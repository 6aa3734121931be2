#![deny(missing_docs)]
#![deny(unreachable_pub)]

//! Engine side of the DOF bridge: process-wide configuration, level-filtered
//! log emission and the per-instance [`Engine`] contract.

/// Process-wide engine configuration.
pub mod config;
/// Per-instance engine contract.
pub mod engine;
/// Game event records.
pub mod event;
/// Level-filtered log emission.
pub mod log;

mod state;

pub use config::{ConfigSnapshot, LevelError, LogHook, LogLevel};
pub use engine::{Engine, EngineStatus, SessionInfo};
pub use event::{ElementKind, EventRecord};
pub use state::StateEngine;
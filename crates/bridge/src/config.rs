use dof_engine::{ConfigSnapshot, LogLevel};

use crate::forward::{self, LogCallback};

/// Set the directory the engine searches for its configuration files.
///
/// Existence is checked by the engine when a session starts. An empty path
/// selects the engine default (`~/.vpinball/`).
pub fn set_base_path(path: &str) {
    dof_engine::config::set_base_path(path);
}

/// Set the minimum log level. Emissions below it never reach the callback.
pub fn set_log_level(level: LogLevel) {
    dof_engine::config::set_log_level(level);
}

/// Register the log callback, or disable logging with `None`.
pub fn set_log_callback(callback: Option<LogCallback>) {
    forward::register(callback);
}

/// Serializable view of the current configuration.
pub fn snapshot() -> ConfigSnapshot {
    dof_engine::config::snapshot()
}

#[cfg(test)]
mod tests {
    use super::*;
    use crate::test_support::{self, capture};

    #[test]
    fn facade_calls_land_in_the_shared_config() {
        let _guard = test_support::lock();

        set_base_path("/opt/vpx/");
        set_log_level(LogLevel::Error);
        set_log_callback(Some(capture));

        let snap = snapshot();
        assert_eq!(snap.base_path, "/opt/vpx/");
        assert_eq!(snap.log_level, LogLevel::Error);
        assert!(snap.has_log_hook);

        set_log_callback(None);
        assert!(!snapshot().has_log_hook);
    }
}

···

▸ **Problem to work on**: Everything in the data above must be reproduced exactly.

▸ **Reply to the task**:
repository 6aa3734121931be2
#![deny(missing_docs)]
#![deny(unreachable_pub)]

//! Engine side of the DOF bridge: process-wide configuration, level-filtered
//! log emission and the per-instance [`Engine`] contract.

/// Process-wide engine configuration.
pub mod config;
/// Per-instance engine contract.
pub mod engine;
/// Game event records.
pub mod event;
/// Level-filtered log emission.
pub mod log;

mod state;

pub use config::{ConfigSnapshot, LevelError, LogHook, LogLevel};
pub use engine::{Engine, EngineStatus, SessionInfo};
pub use event::{ElementKind, EventRecord};
pub use state::StateEngine;
filename crates/bridge/src/config.rs
use dof_engine::{ConfigSnapshot, LogLevel};

use crate::forward::{self, LogCallback};

/// Set the directory the engine searches for its configuration files.
///
/// Existence is checked by the engine when a session starts. An empty path
/// selects the engine default (`~/.vpinball/`).
pub fn set_base_path(path: &str) {
    dof_engine::config::set_base_path(path);
}

/// Set the minimum log level. Emissions below it never reach the callback.
pub fn set_log_level(level: LogLevel) {
    dof_engine::config::set_log_level(level);
}

/// Register the log callback, or disable logging with `None`.
pub fn set_log_callback(callback: Option<LogCallback>) {
    forward::register(callback);
}

/// Serializable view of the current configuration.
pub fn snapshot() -> ConfigSnapshot {
    dof_engine::config::snapshot()
}

#[cfg(test)]
mod tests {
    use super::*;
    use crate::test_support::{self, capture};

    #[test]
    fn facade_calls_land_in_the_shared_config() {
        let _guard = test_support::lock();

        set_base_path("/opt/vpx/");
        set_log_level(LogLevel::Error);
        set_log_callback(Some(capture));

        let snap = snapshot();
        assert_eq!(snap.base_path, "/opt/vpx/");
        assert_eq!(snap.log_level, LogLevel::Error);
        assert!(snap.has_log_hook);

        set_log_callback(None);
        assert!(!snapshot().has_log_hook);
    }
}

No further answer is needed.